Look through the entries. Copy each line that has the word "false".
Start of SUPPLIED RECORDS
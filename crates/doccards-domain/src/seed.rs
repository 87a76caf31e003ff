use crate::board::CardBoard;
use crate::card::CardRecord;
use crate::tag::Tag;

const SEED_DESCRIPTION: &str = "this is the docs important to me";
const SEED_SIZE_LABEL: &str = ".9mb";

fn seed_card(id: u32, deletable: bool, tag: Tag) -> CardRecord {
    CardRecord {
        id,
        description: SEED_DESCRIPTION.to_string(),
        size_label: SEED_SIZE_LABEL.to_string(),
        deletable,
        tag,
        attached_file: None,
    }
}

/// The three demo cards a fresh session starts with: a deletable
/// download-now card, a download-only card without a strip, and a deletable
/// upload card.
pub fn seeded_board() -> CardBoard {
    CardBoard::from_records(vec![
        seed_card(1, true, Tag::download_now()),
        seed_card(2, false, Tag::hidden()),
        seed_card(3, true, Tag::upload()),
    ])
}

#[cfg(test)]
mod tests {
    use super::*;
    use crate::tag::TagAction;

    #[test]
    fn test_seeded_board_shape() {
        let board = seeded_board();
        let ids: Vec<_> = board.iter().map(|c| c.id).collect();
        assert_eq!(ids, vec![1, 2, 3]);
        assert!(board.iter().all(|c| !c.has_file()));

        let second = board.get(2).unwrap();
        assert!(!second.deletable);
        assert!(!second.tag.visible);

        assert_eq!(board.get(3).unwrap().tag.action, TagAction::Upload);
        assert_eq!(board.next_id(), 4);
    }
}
End of SUPPLIED RECORDS
Start of SUPPLIED RECORDS
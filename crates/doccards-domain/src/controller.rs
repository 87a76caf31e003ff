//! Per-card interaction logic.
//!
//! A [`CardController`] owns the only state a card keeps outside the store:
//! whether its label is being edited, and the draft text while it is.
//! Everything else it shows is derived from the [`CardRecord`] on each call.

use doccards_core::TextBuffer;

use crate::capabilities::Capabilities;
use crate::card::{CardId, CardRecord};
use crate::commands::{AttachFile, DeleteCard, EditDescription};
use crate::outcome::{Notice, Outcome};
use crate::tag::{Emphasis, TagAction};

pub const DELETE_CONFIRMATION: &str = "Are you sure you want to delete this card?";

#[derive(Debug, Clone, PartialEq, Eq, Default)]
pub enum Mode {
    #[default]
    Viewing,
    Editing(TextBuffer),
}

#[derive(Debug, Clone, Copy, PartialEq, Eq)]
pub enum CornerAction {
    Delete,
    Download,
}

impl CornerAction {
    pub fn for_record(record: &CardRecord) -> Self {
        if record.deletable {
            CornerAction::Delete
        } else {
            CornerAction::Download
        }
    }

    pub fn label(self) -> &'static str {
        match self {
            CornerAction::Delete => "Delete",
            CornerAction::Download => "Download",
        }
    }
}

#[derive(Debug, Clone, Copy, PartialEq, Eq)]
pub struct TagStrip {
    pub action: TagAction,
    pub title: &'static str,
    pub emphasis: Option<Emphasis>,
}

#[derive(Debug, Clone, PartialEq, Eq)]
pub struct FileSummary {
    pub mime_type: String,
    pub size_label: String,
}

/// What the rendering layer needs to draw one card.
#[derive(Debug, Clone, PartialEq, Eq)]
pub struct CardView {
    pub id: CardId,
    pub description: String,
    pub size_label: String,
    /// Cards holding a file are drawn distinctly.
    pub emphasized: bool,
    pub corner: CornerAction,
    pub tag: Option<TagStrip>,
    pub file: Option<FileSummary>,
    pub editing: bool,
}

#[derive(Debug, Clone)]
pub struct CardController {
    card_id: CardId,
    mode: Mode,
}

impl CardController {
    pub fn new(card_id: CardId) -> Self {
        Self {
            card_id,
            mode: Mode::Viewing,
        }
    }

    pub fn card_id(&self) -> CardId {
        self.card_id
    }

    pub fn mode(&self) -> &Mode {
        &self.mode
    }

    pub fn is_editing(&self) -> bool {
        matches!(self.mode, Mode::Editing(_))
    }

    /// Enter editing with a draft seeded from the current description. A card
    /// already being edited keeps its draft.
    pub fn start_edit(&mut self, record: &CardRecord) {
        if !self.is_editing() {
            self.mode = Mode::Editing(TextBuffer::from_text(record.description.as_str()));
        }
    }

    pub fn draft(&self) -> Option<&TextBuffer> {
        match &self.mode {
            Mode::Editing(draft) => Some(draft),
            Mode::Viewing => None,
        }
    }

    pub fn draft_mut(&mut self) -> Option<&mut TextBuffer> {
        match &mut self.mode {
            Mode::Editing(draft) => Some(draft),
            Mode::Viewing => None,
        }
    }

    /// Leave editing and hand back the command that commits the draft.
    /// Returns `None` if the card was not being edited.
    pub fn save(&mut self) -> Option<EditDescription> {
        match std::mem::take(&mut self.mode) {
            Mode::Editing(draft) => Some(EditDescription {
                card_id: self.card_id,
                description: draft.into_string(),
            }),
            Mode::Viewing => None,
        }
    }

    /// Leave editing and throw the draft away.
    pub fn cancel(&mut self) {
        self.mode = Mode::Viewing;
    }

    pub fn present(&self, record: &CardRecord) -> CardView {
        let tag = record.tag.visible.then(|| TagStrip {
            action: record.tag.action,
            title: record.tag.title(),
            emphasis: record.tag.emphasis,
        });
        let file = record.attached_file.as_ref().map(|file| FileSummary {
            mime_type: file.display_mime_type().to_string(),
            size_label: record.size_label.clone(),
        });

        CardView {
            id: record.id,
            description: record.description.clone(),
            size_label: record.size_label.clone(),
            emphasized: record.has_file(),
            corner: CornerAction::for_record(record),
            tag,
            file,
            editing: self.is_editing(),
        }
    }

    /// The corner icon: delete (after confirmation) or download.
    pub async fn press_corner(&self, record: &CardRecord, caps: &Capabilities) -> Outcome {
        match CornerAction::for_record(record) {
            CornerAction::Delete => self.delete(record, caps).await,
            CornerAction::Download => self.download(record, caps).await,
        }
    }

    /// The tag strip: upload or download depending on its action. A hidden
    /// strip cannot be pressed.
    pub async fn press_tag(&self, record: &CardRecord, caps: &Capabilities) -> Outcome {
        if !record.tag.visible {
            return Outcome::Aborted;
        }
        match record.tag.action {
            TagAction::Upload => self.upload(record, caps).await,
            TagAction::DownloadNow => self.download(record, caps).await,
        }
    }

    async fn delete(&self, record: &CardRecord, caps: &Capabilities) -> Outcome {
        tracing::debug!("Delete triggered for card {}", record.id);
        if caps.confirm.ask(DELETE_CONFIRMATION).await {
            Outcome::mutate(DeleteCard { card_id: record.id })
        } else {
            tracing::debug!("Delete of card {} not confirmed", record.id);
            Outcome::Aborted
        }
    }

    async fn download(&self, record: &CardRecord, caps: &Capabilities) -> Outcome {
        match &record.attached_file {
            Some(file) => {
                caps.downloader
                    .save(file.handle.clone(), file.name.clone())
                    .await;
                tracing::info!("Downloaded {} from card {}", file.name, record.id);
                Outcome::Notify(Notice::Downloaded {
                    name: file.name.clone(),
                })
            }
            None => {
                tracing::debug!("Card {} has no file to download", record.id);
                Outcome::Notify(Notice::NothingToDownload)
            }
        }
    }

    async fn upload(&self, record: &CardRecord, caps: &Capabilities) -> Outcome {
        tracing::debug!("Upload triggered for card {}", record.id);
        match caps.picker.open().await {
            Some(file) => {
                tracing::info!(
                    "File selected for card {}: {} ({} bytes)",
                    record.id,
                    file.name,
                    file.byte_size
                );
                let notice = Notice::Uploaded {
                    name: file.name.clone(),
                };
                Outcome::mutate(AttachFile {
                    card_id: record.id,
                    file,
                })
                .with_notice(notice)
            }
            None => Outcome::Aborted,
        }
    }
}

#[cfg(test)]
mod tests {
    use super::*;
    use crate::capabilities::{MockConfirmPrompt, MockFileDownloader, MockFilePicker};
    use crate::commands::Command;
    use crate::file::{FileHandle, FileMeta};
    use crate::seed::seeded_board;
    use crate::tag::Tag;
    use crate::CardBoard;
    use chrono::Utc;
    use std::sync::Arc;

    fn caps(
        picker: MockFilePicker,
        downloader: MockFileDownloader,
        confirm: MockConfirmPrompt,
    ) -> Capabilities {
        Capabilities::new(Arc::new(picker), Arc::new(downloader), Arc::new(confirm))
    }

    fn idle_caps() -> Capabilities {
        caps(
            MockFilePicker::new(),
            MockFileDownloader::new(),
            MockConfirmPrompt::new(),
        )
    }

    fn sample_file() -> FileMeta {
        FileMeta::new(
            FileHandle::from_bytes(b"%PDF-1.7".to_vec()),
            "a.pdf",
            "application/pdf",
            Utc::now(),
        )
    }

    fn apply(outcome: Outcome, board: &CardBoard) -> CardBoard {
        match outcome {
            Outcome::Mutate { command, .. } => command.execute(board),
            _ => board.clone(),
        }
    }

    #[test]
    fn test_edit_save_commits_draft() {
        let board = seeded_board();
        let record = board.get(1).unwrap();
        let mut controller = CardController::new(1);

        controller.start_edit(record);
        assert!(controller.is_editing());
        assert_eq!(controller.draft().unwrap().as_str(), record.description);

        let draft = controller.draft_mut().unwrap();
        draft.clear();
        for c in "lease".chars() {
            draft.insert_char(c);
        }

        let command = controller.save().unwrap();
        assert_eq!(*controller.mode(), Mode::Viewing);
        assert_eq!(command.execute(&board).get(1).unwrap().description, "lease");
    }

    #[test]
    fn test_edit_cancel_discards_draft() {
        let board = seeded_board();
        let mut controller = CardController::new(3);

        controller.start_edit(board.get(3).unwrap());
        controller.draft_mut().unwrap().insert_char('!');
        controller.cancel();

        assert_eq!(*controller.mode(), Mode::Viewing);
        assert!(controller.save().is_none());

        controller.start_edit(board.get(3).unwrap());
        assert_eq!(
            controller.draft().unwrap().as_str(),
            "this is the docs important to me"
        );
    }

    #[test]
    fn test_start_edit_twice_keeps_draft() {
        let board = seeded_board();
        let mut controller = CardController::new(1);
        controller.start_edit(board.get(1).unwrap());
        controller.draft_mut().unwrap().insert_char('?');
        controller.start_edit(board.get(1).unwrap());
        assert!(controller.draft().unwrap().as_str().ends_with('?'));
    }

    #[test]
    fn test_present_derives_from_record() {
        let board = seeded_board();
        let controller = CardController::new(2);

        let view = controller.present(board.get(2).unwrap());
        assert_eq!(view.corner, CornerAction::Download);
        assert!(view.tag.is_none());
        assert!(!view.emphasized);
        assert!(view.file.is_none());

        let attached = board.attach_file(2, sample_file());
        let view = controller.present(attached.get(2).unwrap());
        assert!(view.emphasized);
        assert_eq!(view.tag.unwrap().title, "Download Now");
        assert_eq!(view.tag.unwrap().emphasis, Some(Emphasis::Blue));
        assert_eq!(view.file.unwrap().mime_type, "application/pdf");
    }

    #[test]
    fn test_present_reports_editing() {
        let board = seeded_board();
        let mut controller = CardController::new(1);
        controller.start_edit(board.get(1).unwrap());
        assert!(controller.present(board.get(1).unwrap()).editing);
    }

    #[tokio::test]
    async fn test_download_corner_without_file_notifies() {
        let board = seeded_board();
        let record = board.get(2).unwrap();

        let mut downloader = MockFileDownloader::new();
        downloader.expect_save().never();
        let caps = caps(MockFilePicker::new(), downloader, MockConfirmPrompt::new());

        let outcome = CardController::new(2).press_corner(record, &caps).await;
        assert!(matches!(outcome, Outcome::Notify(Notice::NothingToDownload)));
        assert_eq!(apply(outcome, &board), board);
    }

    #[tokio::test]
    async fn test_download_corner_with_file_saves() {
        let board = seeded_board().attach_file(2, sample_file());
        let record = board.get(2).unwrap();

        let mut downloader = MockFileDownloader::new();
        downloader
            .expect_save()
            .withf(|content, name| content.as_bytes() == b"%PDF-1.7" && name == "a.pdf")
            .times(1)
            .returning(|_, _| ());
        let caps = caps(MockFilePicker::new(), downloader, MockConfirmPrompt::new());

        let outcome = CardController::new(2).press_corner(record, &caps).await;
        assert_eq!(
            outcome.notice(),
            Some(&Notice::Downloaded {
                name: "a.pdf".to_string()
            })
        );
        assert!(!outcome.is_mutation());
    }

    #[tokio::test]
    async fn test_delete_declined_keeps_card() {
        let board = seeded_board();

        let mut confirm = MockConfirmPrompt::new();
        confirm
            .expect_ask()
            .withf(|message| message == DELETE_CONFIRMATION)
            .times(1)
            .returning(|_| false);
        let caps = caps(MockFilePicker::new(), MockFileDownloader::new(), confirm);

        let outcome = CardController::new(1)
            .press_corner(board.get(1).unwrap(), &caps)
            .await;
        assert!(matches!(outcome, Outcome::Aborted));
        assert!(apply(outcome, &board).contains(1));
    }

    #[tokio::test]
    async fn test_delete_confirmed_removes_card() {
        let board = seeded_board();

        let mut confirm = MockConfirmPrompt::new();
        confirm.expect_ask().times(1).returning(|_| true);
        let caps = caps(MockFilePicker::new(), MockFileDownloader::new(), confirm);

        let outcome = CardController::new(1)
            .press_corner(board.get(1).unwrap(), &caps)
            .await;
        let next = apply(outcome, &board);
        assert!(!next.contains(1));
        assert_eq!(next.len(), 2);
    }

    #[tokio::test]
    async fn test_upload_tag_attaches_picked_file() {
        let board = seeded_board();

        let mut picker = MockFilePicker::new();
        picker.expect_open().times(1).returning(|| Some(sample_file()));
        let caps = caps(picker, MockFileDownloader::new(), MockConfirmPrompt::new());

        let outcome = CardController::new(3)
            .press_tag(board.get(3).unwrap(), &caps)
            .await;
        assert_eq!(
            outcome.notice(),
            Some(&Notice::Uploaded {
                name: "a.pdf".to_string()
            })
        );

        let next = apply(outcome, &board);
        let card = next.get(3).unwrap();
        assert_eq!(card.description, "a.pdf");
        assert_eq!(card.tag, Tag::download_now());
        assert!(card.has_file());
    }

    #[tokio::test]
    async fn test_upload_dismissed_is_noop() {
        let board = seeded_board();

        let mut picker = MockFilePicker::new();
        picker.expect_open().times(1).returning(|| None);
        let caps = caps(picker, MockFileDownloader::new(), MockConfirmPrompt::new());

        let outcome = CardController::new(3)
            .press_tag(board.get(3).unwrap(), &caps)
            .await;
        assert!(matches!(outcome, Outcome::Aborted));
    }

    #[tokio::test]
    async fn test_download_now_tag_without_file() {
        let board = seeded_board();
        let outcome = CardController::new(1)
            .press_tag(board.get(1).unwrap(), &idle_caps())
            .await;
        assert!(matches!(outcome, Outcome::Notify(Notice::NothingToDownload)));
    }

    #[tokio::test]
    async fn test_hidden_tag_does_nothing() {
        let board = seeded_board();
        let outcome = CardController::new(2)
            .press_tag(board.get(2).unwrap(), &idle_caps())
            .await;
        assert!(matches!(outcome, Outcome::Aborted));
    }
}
End of SUPPLIED RECORDS
● TASK ANSWER:
        seed_card(2, false, Tag::hidden()),
            .returning(|_| false);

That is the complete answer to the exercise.